----- The data

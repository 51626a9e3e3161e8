//! In-process adapter, for tests and embedding

use crate::adapter::StorageAdapter;
use anyhow::{anyhow, Result};
use parking_lot::RwLock;
use std::collections::HashMap;
use std::sync::atomic::{AtomicU64, Ordering};
use std::sync::Arc;

#[derive(Debug, Default)]
pub struct MemoryStorage {
    objects: RwLock<HashMap<String, (u64, Arc<Vec<u8>>)>>,
    writes: AtomicU64,
}

impl MemoryStorage {
    pub fn new() -> Self {
        Self::default()
    }

    pub fn remove(&self, path: &str) -> bool {
        self.objects.write().remove(path).is_some()
    }

    pub fn len(&self) -> usize {
        self.objects.read().len()
    }

    pub fn is_empty(&self) -> bool {
        self.objects.read().is_empty()
    }
}

impl StorageAdapter for MemoryStorage {
    fn read(&self, path: &str) -> Result<Vec<u8>> {
        self.objects
            .read()
            .get(path)
            .map(|(_, bytes)| bytes.as_ref().clone())
            .ok_or_else(|| anyhow!("no object at '{}'", path))
    }

    fn write(&self, path: &str, bytes: &[u8]) -> Result<String> {
        let version = self.writes.fetch_add(1, Ordering::SeqCst) + 1;
        self.objects
            .write()
            .insert(path.to_string(), (version, Arc::new(bytes.to_vec())));
        Ok(path.to_string())
    }

    fn version(&self, path: &str) -> Result<Option<String>> {
        Ok(self.objects.read().get(path).map(|(v, _)| v.to_string()))
    }
}
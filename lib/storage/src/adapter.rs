//! Storage adapter contract

use anyhow::Result;

/// Byte storage behind one location kind.
///
/// Adapters are shared between threads by the repository.
pub trait StorageAdapter: Send + Sync {
    fn read(&self, path: &str) -> Result<Vec<u8>>;

    /// Store `bytes` and return the path they can be read back from
    fn write(&self, path: &str, bytes: &[u8]) -> Result<String>;

    /// Opaque token that changes whenever the object at `path` changes.
    /// `None` when the object does not exist.
    fn version(&self, path: &str) -> Result<Option<String>>;
}
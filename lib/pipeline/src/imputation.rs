//! Mean imputation
//!
//! Slot means are computed over the encoded rows in one coordinated pass and
//! stored in the artifact; serving fills absent values with the same means.

use crate::selector::SelectedRow;
use modelbridge_core::{is_missing, FeatureSchema, ImputeOption, IndexMap};
use rayon::prelude::*;

#[derive(Debug, Clone, PartialEq)]
pub struct MeanImputer {
    means: Vec<f64>,
    options: Vec<ImputeOption>,
}

impl MeanImputer {
    /// Mean of every slot over its parseable, non-missing values. A slot with
    /// no usable value gets a mean of 0.
    pub fn fit(schema: &FeatureSchema, index_map: &IndexMap, rows: &[SelectedRow]) -> Self {
        let width = index_map.width();
        let mut sums = vec![0.0; width];
        let mut counts = vec![0usize; width];
        for row in rows {
            for (slot, value) in row.features.iter().enumerate() {
                if is_missing(value) {
                    continue;
                }
                if let Ok(v) = value.trim().parse::<f64>() {
                    sums[slot] += v;
                    counts[slot] += 1;
                }
            }
        }

        let means = sums
            .iter()
            .zip(&counts)
            .map(|(s, &c)| if c > 0 { s / c as f64 } else { 0.0 })
            .collect();
        let options = index_map
            .as_slice()
            .iter()
            .map(|&original| {
                schema
                    .by_index(original)
                    .map(|f| f.impute_option)
                    .unwrap_or_default()
            })
            .collect();

        Self { means, options }
    }

    pub fn means(&self) -> &[f64] {
        &self.means
    }

    /// Fill missing values of slots whose option is [`ImputeOption::ReplaceWithMean`]
    pub fn impute(&self, row: &mut SelectedRow) {
        for (slot, value) in row.features.iter_mut().enumerate() {
            if self.options[slot] == ImputeOption::ReplaceWithMean && is_missing(value) {
                *value = self.means[slot].to_string();
            }
        }
    }

    pub fn impute_all(&self, rows: &mut [SelectedRow]) {
        rows.par_iter_mut().for_each(|row| self.impute(row));
    }
}
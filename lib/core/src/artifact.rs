//! The model artifact
//!
//! Everything needed to serve a trained model travels in one immutable bundle:
//! the schema, the index map, the frozen encodings, the learned parameters and
//! the training-time statistics that serving replays (imputation means,
//! normalization bounds, the anomaly score distribution).

use crate::algorithms::{Algorithm, AlgorithmClass, ModelParams};
use crate::encoding::Encodings;
use crate::index_map::IndexMap;
use crate::schema::{Feature, FeatureSchema};
use crate::{Error, Result};
use chrono::{DateTime, Utc};
use serde::{Deserialize, Serialize};
use std::collections::BTreeMap;
use uuid::Uuid;

/// Artifact layout version written by this build
pub const FORMAT_VERSION: u16 = 1;

#[derive(Debug, Clone, Serialize, Deserialize, PartialEq)]
pub struct ModelArtifact {
    pub format_version: u16,
    pub model_id: Uuid,
    pub created_at: DateTime<Utc>,
    pub algorithm_name: String,
    pub algorithm_class: AlgorithmClass,
    pub features: FeatureSchema,
    pub response_variable: Option<String>,
    pub response_index: Option<usize>,
    pub encodings: Encodings,
    pub index_map: IndexMap,
    pub params: ModelParams,
    /// Inputs are min-max scaled with `summary.slot_min`/`slot_max`
    pub normalization: bool,
    pub normal_labels: Option<NormalLabels>,
    pub summary: ArtifactSummary,
}

/// Labels reported by anomaly models
#[derive(Debug, Clone, Serialize, Deserialize, PartialEq, Eq)]
pub struct NormalLabels {
    pub normal: String,
    pub anomaly: String,
}

impl Default for NormalLabels {
    fn default() -> Self {
        Self {
            normal: "normal".to_string(),
            anomaly: "anomaly".to_string(),
        }
    }
}

/// Training-time statistics kept with the model
#[derive(Debug, Clone, Default, Serialize, Deserialize, PartialEq)]
pub struct ArtifactSummary {
    /// Per-feature descriptive statistics, keyed `<feature>.<stat>`
    pub statistics: BTreeMap<String, String>,
    /// Mean of each trained slot, used for missing values
    pub slot_means: Vec<f64>,
    pub slot_min: Vec<f64>,
    pub slot_max: Vec<f64>,
    /// Anomaly scores of the training rows, ascending
    pub training_scores: Vec<f64>,
    pub min_percentile: Option<u32>,
    pub max_percentile: Option<u32>,
    pub best_percentile: Option<u32>,
}

impl ArtifactSummary {
    /// Nearest-rank percentile of the training score distribution.
    ///
    /// `percentile` must be in `(0, 100]`.
    pub fn score_threshold(&self, percentile: f64) -> Result<f64> {
        validate_percentile(percentile)?;
        if self.training_scores.is_empty() {
            return Err(Error::config(
                "model has no training score distribution to derive a threshold from",
            ));
        }
        let n = self.training_scores.len();
        let rank = (percentile * n as f64 / 100.0).ceil() as usize;
        Ok(self.training_scores[rank.clamp(1, n) - 1])
    }
}

pub fn validate_percentile(percentile: f64) -> Result<()> {
    if percentile.is_nan() || percentile <= 0.0 || percentile > 100.0 {
        return Err(Error::config(format!(
            "percentile must be in (0, 100], got {}",
            percentile
        )));
    }
    Ok(())
}

impl ModelArtifact {
    /// Assemble a new artifact with a fresh id and creation time
    #[allow(clippy::too_many_arguments)]
    pub fn new(
        features: FeatureSchema,
        response_variable: Option<String>,
        encodings: Encodings,
        index_map: IndexMap,
        params: ModelParams,
        normalization: bool,
        normal_labels: Option<NormalLabels>,
        summary: ArtifactSummary,
    ) -> Result<Self> {
        let response_index = match &response_variable {
            Some(name) => Some(
                features
                    .get(name)
                    .ok_or_else(|| {
                        Error::config(format!("response variable '{}' is not in the schema", name))
                    })?
                    .index,
            ),
            None => None,
        };
        let algorithm = params.algorithm();
        let artifact = Self {
            format_version: FORMAT_VERSION,
            model_id: Uuid::new_v4(),
            created_at: Utc::now(),
            algorithm_name: algorithm.name().to_string(),
            algorithm_class: algorithm.class(),
            features,
            response_variable,
            response_index,
            encodings,
            index_map,
            params,
            normalization,
            normal_labels,
            summary,
        };
        artifact.validate()?;
        Ok(artifact)
    }

    /// Check the internal consistency of a built or freshly decoded artifact
    pub fn validate(&self) -> Result<()> {
        self.features.validate()?;
        self.index_map.validate(Some(self.features.width()))?;
        if let Some(response) = self.response_index {
            if self.index_map.position_of(response).is_some() {
                return Err(Error::config("response column is part of the trained inputs"));
            }
        }
        let algorithm: Algorithm = self.algorithm_name.parse()?;
        if algorithm != self.params.algorithm() {
            return Err(Error::config(format!(
                "algorithm name {} does not match parameters of {}",
                self.algorithm_name,
                self.params.algorithm()
            )));
        }
        let width = self.width();
        if self.params.input_width() != width {
            return Err(Error::SchemaSkew {
                expected: self.params.input_width(),
                actual: width,
            });
        }
        let slot_stats = [
            ("slot_means", self.summary.slot_means.len()),
            ("slot_min", self.summary.slot_min.len()),
            ("slot_max", self.summary.slot_max.len()),
        ];
        for (name, len) in slot_stats {
            if len != width {
                return Err(Error::config(format!(
                    "summary {} has {} entries, expected {}",
                    name, len, width
                )));
            }
        }
        Ok(())
    }

    /// Trained input width
    #[inline]
    #[must_use]
    pub fn width(&self) -> usize {
        self.index_map.width()
    }

    #[inline]
    #[must_use]
    pub fn algorithm(&self) -> Algorithm {
        self.params.algorithm()
    }

    #[inline]
    #[must_use]
    pub fn is_anomaly_model(&self) -> bool {
        self.algorithm_class == AlgorithmClass::AnomalyDetection
    }

    /// Feature behind each trained slot, in slot order
    pub fn slot_features(&self) -> Vec<&Feature> {
        self.index_map
            .as_slice()
            .iter()
            .filter_map(|&original| self.features.by_index(original))
            .collect()
    }

    pub fn included_feature_names(&self) -> Vec<String> {
        self.slot_features()
            .into_iter()
            .map(|f| f.name.clone())
            .collect()
    }
}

----------

• [Work task] For the word "PartialEq", go through the records and show each line that carries it.

• [Output]
#[derive(Debug, Clone, PartialEq)]
#[derive(Debug, Clone, Serialize, Deserialize, PartialEq)]
#[derive(Debug, Clone, Serialize, Deserialize, PartialEq, Eq)]
#[derive(Debug, Clone, Default, Serialize, Deserialize, PartialEq)]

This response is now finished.